→ **Task description**:
Output exactly the lines below, starting with the line that has "self.stats.output_size += bytes.len()" and going on through the line that has "match record::next_record(data, &mut", both included, and no other lines.

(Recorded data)
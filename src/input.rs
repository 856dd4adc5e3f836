use std::fs::File;
use std::path::{Path, PathBuf};

use bson::raw::RawDocumentBuf;
use bson::Document;
use memmap2::Mmap;
use tracing::warn;

use crate::convert;
use crate::error::{Error, Result};
use crate::record::{self, RecordRead};
use crate::schema::Schema;
use crate::splitter;
use crate::stats::CsvFileStats;

#[derive(Debug)]
enum SchemaSource {
    Sidecar(PathBuf),
    Document(Schema),
}

/// A streaming input over a CSV data file and its metadata sidecar.
///
/// `open` maps the whole data file read-only and loads the schema;
/// each `read` then pulls one record, coerces its fields in schema
/// order, and copies exactly one encoded BSON document into the
/// caller's buffer. A `read` returning 0 means end of stream.
///
/// The stream is single-threaded and pull-based. Dropping it releases
/// the mapping and file handle.
#[derive(Debug)]
pub struct CsvFileInput {
    file_path: PathBuf,
    schema_source: SchemaSource,
    schema: Schema,
    file: Option<File>,
    map: Option<Mmap>,
    map_failed: bool,
    offset: usize,
    stats: CsvFileStats,
    scratch: Vec<u8>,
    bounds: Vec<(usize, usize)>,
}

impl CsvFileInput {
    /// Creates a stream reading `data_path` with the schema in the
    /// first line of `metadata_path`, both relative to `dir`.
    ///
    /// Relative paths containing `..` are rejected before any I/O.
    pub fn new(
        dir: impl AsRef<Path>,
        data_path: &str,
        metadata_path: &str,
    ) -> Result<Self> {
        reject_parent_traversal(data_path)?;
        reject_parent_traversal(metadata_path)?;

        Ok(Self::with_schema_source(
            dir.as_ref().join(data_path),
            SchemaSource::Sidecar(dir.as_ref().join(metadata_path)),
        ))
    }

    /// Creates a stream reading `data_path` relative to `dir`, with
    /// the schema given as an already-parsed metadata document mapping
    /// field name to kind text, in insertion order.
    pub fn with_schema(
        dir: impl AsRef<Path>,
        data_path: &str,
        metadata: &Document,
    ) -> Result<Self> {
        reject_parent_traversal(data_path)?;

        Ok(Self::with_schema_source(
            dir.as_ref().join(data_path),
            SchemaSource::Document(Schema::from_document(metadata)?),
        ))
    }

    fn with_schema_source(file_path: PathBuf, schema_source: SchemaSource) -> Self {
        Self {
            file_path,
            schema_source,
            schema: Schema::default(),
            file: None,
            map: None,
            map_failed: false,
            offset: 0,
            stats: CsvFileStats::default(),
            scratch: Vec::new(),
            bounds: Vec::new(),
        }
    }

    /// The absolute path of the data file.
    pub fn path(&self) -> &Path {
        &self.file_path
    }

    /// Loads the schema, opens the data file read-only, and maps its
    /// entire length. The cursor starts at 0.
    pub fn open(&mut self) -> Result<()> {
        self.schema = match &self.schema_source {
            SchemaSource::Sidecar(path) => Schema::load(path)?,
            SchemaSource::Document(schema) => schema.clone(),
        };

        let file =
            File::open(&self.file_path).map_err(|err| Error::file_open(&self.file_path, err))?;

        let map = match unsafe { Mmap::map(&file) } {
            Ok(map) => map,
            Err(err) => {
                self.map_failed = true;
                return Err(Error::map_failed(&self.file_path, err));
            }
        };

        self.file = Some(file);
        self.map = Some(map);
        self.map_failed = false;
        self.offset = 0;

        Ok(())
    }

    /// Unmaps and closes. Idempotent.
    pub fn close(&mut self) {
        self.map = None;
        self.file = None;
    }

    pub fn is_open(&self) -> bool {
        self.file.is_some() && self.map.is_some()
    }

    pub fn is_failed(&self) -> bool {
        self.map_failed
    }

    pub fn is_eof(&self) -> bool {
        match &self.map {
            Some(map) => self.offset >= map.len(),
            None => false,
        }
    }

    pub fn is_good(&self) -> bool {
        !self.is_failed() && !self.is_eof()
    }

    /// Copies the next encoded document into `buf`, returning its
    /// size, or 0 at end of stream. Fails if `buf` cannot hold the
    /// whole document; partial documents are never written.
    pub fn read(&mut self, buf: &mut [u8]) -> Result<usize> {
        let Some(document) = self.read_document()? else {
            return Ok(0);
        };

        self.stats.records_returned += 1;

        let bytes = document.as_bytes();
        if bytes.len() > buf.len() {
            return Err(Error::buffer_too_small(bytes.len(), buf.len()));
        }

        self.stats.output_size += bytes.len() as i64;
        buf[..bytes.len()].copy_from_slice(bytes);

        Ok(bytes.len())
    }

    /// Borrows the live counters without resetting them.
    pub fn stats(&self) -> &CsvFileStats {
        &self.stats
    }

    /// Copies the counters out and resets the live aggregate.
    pub fn snapshot_stats(&mut self) -> CsvFileStats {
        std::mem::take(&mut self.stats)
    }

    /// Consumes the stream, releasing the mapping, and moves the
    /// counter aggregate out.
    pub fn into_stats(self) -> CsvFileStats {
        self.stats
    }

    fn read_document(&mut self) -> Result<Option<RawDocumentBuf>> {
        if !self.is_good() {
            return Ok(None);
        }

        let Some(map) = &self.map else {
            return Ok(None);
        };
        let data: &[u8] = map;

        // Empty lines produce no document; keep pulling until a real
        // record or the end of the image.
        let record = loop {
            match record::next_record(data, &mut self.offset, &mut self.stats) {
                RecordRead::Eof => return Ok(None),
                RecordRead::Corrupt { at } => {
                    warn!(
                        file = %self.file_path.display(),
                        offset = at,
                        "csv data violates RFC 4180 quoting; skipping the rest of the file",
                    );
                    return Ok(None);
                }
                RecordRead::Record(record) if record.is_empty() => continue,
                RecordRead::Record(record) => break record,
            }
        };

        self.stats.input_size += record.len() as i64;

        splitter::split_record(record, &mut self.bounds);
        if self.bounds.len() != self.schema.len() {
            self.stats.inc_non_compliant_with_metadata();
        }

        // A record/schema length mismatch is not fatal: process as
        // many fields as both sides have.
        let count = self.bounds.len().min(self.schema.len());
        let mut builder = RawDocumentBuf::new();

        for index in 0..count {
            let (start, end) = self.bounds[index];
            let info = &self.schema[index];

            convert::append_field(
                &mut builder,
                &info.name,
                info.kind,
                &record[start..end],
                self.offset,
                &mut self.scratch,
                &mut self.stats,
            )?;
        }

        Ok(Some(builder))
    }
}

fn reject_parent_traversal(path: &str) -> Result<()> {
    if path.contains("..") {
        return Err(Error::path_rejected(path));
    }

    Ok(())
}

→ **Solution for this exercise**:
        self.stats.output_size += bytes.len() as i64;
        buf[..bytes.len()].copy_from_slice(bytes);

        Ok(bytes.len())
    }

    /// Borrows the live counters without resetting them.
    pub fn stats(&self) -> &CsvFileStats {
        &self.stats
    }

    /// Copies the counters out and resets the live aggregate.
    pub fn snapshot_stats(&mut self) -> CsvFileStats {
        std::mem::take(&mut self.stats)
    }

    /// Consumes the stream, releasing the mapping, and moves the
    /// counter aggregate out.
    pub fn into_stats(self) -> CsvFileStats {
        self.stats
    }

    fn read_document(&mut self) -> Result<Option<RawDocumentBuf>> {
        if !self.is_good() {
            return Ok(None);
        }

        let Some(map) = &self.map else {
            return Ok(None);
        };
        let data: &[u8] = map;

        // Empty lines produce no document; keep pulling until a real
        // record or the end of the image.
        let record = loop {
            match record::next_record(data, &mut self.offset, &mut self.stats) {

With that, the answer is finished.